GSK Under Criminal Investigation in Britain: Will It Affect Share Price?


In an escalation of previous charges facing the company, GlaxoSmithKline plc. (NYSE:GSK) is now facing a criminal investigation from Britain’s Serious Fraud Office. The company is already facing fraud allegations in several countries. The SFO said in a statement released on Tuesday that it “has opened a criminal investigation into the commercial practices of GlaxoSmithKline plc and its subsidiaries.”

The news follows reports that GSK’s China Exec will face jail time after the Chinese government found him liable for charges of corruption and bribery. The company has faced several similar investigations in China, Poland, and the Middle East. Earlier this month, GSK’s former head of its China unit, Mark Reilly, along with two other top executives were charged with ordering employees to bribe healthcare workers; the charges carry a maximum sentence of life in prison, according to FiercePharma.

The Serious Fraud Office as well as GSK, have declined to offer any additional information on the subject of the new investigation, and the BBC reports that GSK refused to comment on whether the SFO investigation was connected with any specific incident in particular; the investigation is in response to an apparent violation of a U.K. law which states it is illegal for companies to bribe government employees, even while conducting business abroad. The U.S. enforces similar legislation, known as the U.S. Foreign Corrupt Policies Act.

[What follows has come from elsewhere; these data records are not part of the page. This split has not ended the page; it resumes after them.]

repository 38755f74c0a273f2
//! Statement tree helpers: flattening and following invocations.

use super::{Invocation, MethodDescription, Statement, TypeCatalog, TypeDescription};
use crate::error::{ChoreoError, Result};

/// Returns every invocation in `statements`, in source order, descending into
/// if/switch/foreach sections and blocks.
pub fn flatten_invocations(statements: &[Statement]) -> Vec<&Statement> {
    let mut out = Vec::new();
    for statement in statements {
        collect_invocations(statement, &mut out);
    }
    out
}

fn collect_invocations<'s>(statement: &'s Statement, out: &mut Vec<&'s Statement>) {
    match statement {
        Statement::Invocation(_) => out.push(statement),
        Statement::Other => {}
        _ => {
            for child in statement.children() {
                collect_invocations(child, out);
            }
        }
    }
}

/// Resolve the type whose method body runs for `invocation`.
///
/// Calls through an interface are attributed to the first catalog type
/// implementing it. Returns `Ok(None)` for types outside the catalog
/// (framework and library calls), and an error when an interface has no
/// implementation at all.
pub fn resolve_invocation_target<'c>(
    catalog: &'c dyn TypeCatalog,
    invocation: &Invocation,
) -> Result<Option<&'c TypeDescription>> {
    let Some(declared) = catalog.lookup(&invocation.containing_type) else {
        return Ok(None);
    };

    if !declared.is_interface() {
        return Ok(Some(declared));
    }

    match catalog.implementations_of(&declared.full_name).first() {
        Some(implementation) => {
            log::debug!(
                "Resolved {}.{} to implementation {}",
                declared.full_name,
                invocation.name,
                implementation.full_name
            );
            Ok(Some(*implementation))
        }
        None => Err(ChoreoError::NoImplementation {
            interface: declared.full_name.clone(),
        }),
    }
}

/// Methods on `target` that `invocation` may run. Overloads with a matching
/// arity are preferred; otherwise every method with the invoked name is used.
pub fn invoked_methods<'c>(
    target: &'c TypeDescription,
    invocation: &Invocation,
) -> Vec<&'c MethodDescription> {
    let named: Vec<&MethodDescription> = target
        .methods
        .iter()
        .filter(|m| m.name == invocation.name)
        .collect();

    let same_arity: Vec<&MethodDescription> = named
        .iter()
        .copied()
        .filter(|m| m.parameters.len() == invocation.arguments.len())
        .collect();

    if same_arity.is_empty() {
        named
    } else {
        same_arity
    }
}

/// The methods `invocation` runs, each with the type declaring it. Empty for
/// calls leaving the catalog.
pub fn invocation_targets<'c>(
    catalog: &'c dyn TypeCatalog,
    invocation: &Invocation,
) -> Result<Vec<(&'c TypeDescription, &'c MethodDescription)>> {
    let Some(target) = resolve_invocation_target(catalog, invocation)? else {
        return Ok(Vec::new());
    };
    Ok(invoked_methods(target, invocation)
        .into_iter()
        .map(|method| (target, method))
        .collect())
}

/// Identity of a method on `declaring`, distinguishing overloads.
pub fn method_key(declaring: &TypeDescription, method: &MethodDescription) -> String {
    let parameters: Vec<&str> = method
        .parameters
        .iter()
        .map(|p| p.type_name.as_str())
        .collect();
    format!(
        "{}.{}({})",
        declaring.full_name,
        method.name,
        parameters.join(", ")
    )
}

/// The flattened invocations of `method`, excluding the call site `invocation`.
pub fn method_consequences<'c>(
    method: &'c MethodDescription,
    invocation: &Statement,
) -> Vec<&'c Statement> {
    flatten_invocations(&method.statements)
        .into_iter()
        .filter(|s| !std::ptr::eq(*s, invocation))
        .collect()
}

/// The flattened invocations performed by the method(s) `invocation` calls,
/// excluding `invocation` itself.
pub fn consequence_statements<'c>(
    catalog: &'c dyn TypeCatalog,
    invocation: &Statement,
) -> Result<Vec<&'c Statement>> {
    let Statement::Invocation(call) = invocation else {
        return Ok(Vec::new());
    };

    Ok(invocation_targets(catalog, call)?
        .into_iter()
        .flat_map(|(_, method)| method_consequences(method, invocation))
        .collect())
}
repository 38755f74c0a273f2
//! Error types for choreography extraction.
//!
//! A missing handler is never an error: it shows up as an empty interaction
//! tree. Errors are reserved for an analyzed model that is inconsistent with
//! itself, where any diagram we could draw would be a guess.

use thiserror::Error;

/// Errors that can occur while loading a catalog or extracting choreography.
#[derive(Error, Debug)]
pub enum ChoreoError {
    #[error("type not found in catalog: {name}")]
    UnknownType { name: String },
    #[error("no type in catalog implements interface {interface}")]
    NoImplementation { interface: String },
    #[error("publish call {method} has no argument at position {position}")]
    MissingPublishedArgument { method: String, position: usize },
    #[error("invalid conventions: {0}")]
    InvalidConventions(String),
    #[error("invalid message pattern: {0}")]
    Pattern(#[from] globset::Error),
    #[error("failed to parse catalog: {0}")]
    Catalog(#[from] serde_json::Error),
    #[error("failed to parse conventions: {0}")]
    Conventions(#[from] serde_yaml::Error),
    #[error("io error: {0}")]
    Io(#[from] std::io::Error),
}

/// Result alias used throughout the library.
pub type Result<T> = std::result::Result<T, ChoreoError>;
/**
 * Responsibility
 *  - リソースごとの「意味付きID型」を宣言する
 *  - 新しいリソースを足す時はここにタグ型と alias を足す
 */
use super::core::ResourceId;

// todos
pub enum TodoTag {}
pub type TodoId = ResourceId<TodoTag>;

// todo lists
pub enum TodoListTag {}
pub type TodoListId = ResourceId<TodoListTag>;
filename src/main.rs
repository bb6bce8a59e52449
/*
 * Responsibility
 * - tokio runtime 起動
 * - app::run() の呼び出し（ロジックは置かない）
 */
use anyhow::Result;

mod api;
mod app;
mod config;
mod error;
mod middleware;
mod repos;
mod services;
mod state;

#[tokio::main]
async fn main() -> Result<()> {
    app::run().await
}
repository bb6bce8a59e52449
//! Factory: build the process-wide auth services from application `Config`.
use std::sync::Arc;

use chrono::Duration;

use crate::config::{Config, ConfigError};
use crate::services::auth::{BcryptHasher, PasswordHasher, TokenService};

pub fn build_token_service(config: &Config) -> Result<Arc<TokenService>, ConfigError> {
    let ttl = Duration::try_seconds(config.token_ttl_seconds)
        .ok_or(ConfigError::Invalid("TOKEN_TTL_SECONDS"))?;
    let tokens = TokenService::new(&config.jwt_secret, ttl).map_err(|e| {
        tracing::error!(error = %e, "failed to build token service");
        ConfigError::Invalid("JWT_SECRET")
    })?;

    Ok(Arc::new(tokens))
}

pub fn build_password_hasher(config: &Config) -> Arc<dyn PasswordHasher> {
    Arc::new(BcryptHasher::new(config.bcrypt_cost))
}
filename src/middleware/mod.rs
/*
 * Responsibility
 * - middleware の公開インターフェース
 * - auth: 保護 route 用の認証チェーン (Router<AppState> に掛ける)
 * - http / cors / security_headers: 全 route に掛ける横断的な layer
 */
pub mod auth;
pub mod cors;
pub mod http;
pub mod security_headers;
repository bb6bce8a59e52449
/*
 * Responsibility
 * - Handler から見える「認証済みコンテキスト」の型
 * - middleware が検証して request extensions に格納し、handler はこの型だけを受け取る
 *
 * Notes
 * - request ごとに新しく作られ、request と一緒に捨てられる (共有・キャッシュしない)
 * - attach は元の context を変更せず、新しい context を返す (write-once)
 */
use std::sync::Arc;

use thiserror::Error;

use crate::services::auth::Identity;

#[derive(Debug, Error, PartialEq, Eq)]
#[error("an identity is already attached to this request")]
pub struct AlreadyAttached;

/// Request-scoped carrier for the authenticated caller.
#[derive(Debug, Clone, Default)]
pub struct RequestContext {
    identity: Option<Arc<Identity>>,
}

impl RequestContext {
    pub fn new() -> Self {
        Self::default()
    }

    /// Derive a context carrying `identity`. `self` is left as it was.
    pub fn attach(&self, identity: Identity) -> Result<Self, AlreadyAttached> {
        if self.identity.is_some() {
            return Err(AlreadyAttached);
        }

        Ok(Self {
            identity: Some(Arc::new(identity)),
        })
    }

    /// `None` means no authenticated caller. On a protected route that is a
    /// wiring bug, never an anonymous user.
    pub fn extract(&self) -> Option<&Identity> {
        self.identity.as_deref()
    }
}

pub fn attach(ctx: &RequestContext, identity: Identity) -> Result<RequestContext, AlreadyAttached> {
    ctx.attach(identity)
}

pub fn extract(ctx: &RequestContext) -> Option<&Identity> {
    ctx.extract()
}
/*
 * Responsibility
 * - /users/me (自分自身のみ。他人の user を触る route は無い)
 */
use axum::{Json, extract::State, http::StatusCode};

use crate::{
    api::v1::{
        dto::users::{UpdateUserRequest, UserResponse},
        extractors::{ApiJson, CurrentUser},
    },
    error::AppError,
    state::AppState,
};

pub async fn get_me(
    State(state): State<AppState>,
    CurrentUser(me): CurrentUser,
) -> Result<Json<UserResponse>, AppError> {
    let row = state.users.get(me.id, me.id).await?;
    Ok(Json(row.into()))
}

pub async fn update_me(
    State(state): State<AppState>,
    CurrentUser(me): CurrentUser,
    ApiJson(req): ApiJson<UpdateUserRequest>,
) -> Result<Json<UserResponse>, AppError> {
    let row = state.users.update(me.id, me.id, req.into()).await?;
    Ok(Json(row.into()))
}

pub async fn delete_me(
    State(state): State<AppState>,
    CurrentUser(me): CurrentUser,
) -> Result<StatusCode, AppError> {
    state.users.delete(me.id, me.id).await?;
    Ok(StatusCode::NO_CONTENT)
}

In response to the new criminal investigation in Britain, GSK released a statement on Tuesday announcing, “GSK is committed to operating its business to the highest ethical standards and will continue to cooperate fully with the S.F.O.”

Were the company found liable of corruption through the SFO investigation, it’s possible that it would also have to face discipline from the U.S. as well, since both countries have laws forbidding such practices. There’s also a possibility that an American criminal investigation will follow on the heels of SFO’s announcement.

Bloomberg has noted that it’s unlikely that the SFO was eager to open an investigation against the British company, “I rather suspect that they’ve been driven into it,” said Andrew Oldland, a lawyer at Michelmores in London, who spoke with the news outlet. “You’ve got a company of that size that’s a U.K. company that has issues in more than one jurisdiction, China, Poland, Iraq, and other places.”

Oldland added that if the case went to court and the corruption was found to be “sufficiently bad” the U.K. upholds “quite stringent guidelines” for how they would proceed, with fines based on the company’s revenue.

But how big of a ripple will the investigations cause investors? Analysts say that the company’s bottom line is likely to be unaffected, though in the short-term, GSK is likely to see a drop in share prices, according to Steve McGarry, an analyst with Societie General in London, per Bloomberg.

McGarry added that it’s possible that GSK may be able to escape harsh penalties if it can prove that it has strong anti-bribery policies, and that the actions were committed by rogue employees, with no connection to other executives within the company, though he admits that regardless, GSK is likely to see its stock fall.

Already GSK has seen its stock slip 1.6 percent in London trading, its biggest decline since April 30.

“GSK may not have any major financial liability from any U.K. and/or U.S. investigation, the headline alone, especially if the U.S. launches an investigation, may restrain GSK’s share price performance,” he added, in a report per Bloomberg.

GSK has implemented a new system of compensation for its sales representatives since the Chinese investigation began, under which, “employees will be evaluated according to their technical knowledge, quality of service, and adherence to company values of transparency, integrity, respect and patient-focus,” according to a New York Times report. Only time will tell whether the new system will benefit GSK during ongoing investigations.